-- DATA FOR THIS TASK follows --
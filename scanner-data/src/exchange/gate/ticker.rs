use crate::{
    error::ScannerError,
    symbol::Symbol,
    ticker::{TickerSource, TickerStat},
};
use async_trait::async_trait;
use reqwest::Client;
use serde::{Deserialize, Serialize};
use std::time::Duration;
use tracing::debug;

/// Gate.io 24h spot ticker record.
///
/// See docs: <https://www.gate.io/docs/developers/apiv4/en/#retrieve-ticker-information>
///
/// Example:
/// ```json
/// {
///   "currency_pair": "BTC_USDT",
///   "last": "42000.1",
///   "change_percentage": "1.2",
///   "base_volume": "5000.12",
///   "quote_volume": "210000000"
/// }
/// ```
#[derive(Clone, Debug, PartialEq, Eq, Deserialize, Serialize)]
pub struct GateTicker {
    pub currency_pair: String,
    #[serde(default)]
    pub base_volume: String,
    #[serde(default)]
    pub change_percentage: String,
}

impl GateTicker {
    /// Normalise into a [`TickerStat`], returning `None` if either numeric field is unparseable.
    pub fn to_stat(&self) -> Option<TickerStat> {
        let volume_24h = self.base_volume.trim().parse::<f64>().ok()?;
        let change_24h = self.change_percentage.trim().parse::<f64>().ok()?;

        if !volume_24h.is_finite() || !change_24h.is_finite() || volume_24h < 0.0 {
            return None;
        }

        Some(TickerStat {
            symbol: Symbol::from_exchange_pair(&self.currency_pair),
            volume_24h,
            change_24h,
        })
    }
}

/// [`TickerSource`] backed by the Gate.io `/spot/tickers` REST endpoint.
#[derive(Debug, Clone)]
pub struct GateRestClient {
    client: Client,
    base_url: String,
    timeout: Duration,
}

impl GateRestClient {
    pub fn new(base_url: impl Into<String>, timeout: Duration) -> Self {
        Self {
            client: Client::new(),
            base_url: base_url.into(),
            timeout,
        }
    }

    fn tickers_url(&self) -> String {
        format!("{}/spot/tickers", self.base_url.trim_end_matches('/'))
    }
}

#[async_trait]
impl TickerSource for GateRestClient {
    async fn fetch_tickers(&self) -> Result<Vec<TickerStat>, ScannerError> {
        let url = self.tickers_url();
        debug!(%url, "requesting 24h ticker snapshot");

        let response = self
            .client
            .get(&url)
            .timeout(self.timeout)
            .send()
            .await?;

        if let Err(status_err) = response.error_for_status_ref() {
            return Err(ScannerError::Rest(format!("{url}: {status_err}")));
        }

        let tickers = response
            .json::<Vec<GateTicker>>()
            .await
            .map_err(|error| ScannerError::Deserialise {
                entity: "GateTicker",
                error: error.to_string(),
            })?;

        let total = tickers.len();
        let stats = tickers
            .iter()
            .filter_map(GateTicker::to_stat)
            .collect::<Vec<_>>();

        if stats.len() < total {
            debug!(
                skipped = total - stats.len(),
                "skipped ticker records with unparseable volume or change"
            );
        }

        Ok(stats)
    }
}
-- DATA FOR THIS TASK concluded --
Wherever the string "Serialize" occurs in the listing, return the line it sits on.

## [EXPECTED ANSWER]
use serde::{Deserialize, Serialize};
#[derive(Clone, Debug, PartialEq, Eq, Deserialize, Serialize)]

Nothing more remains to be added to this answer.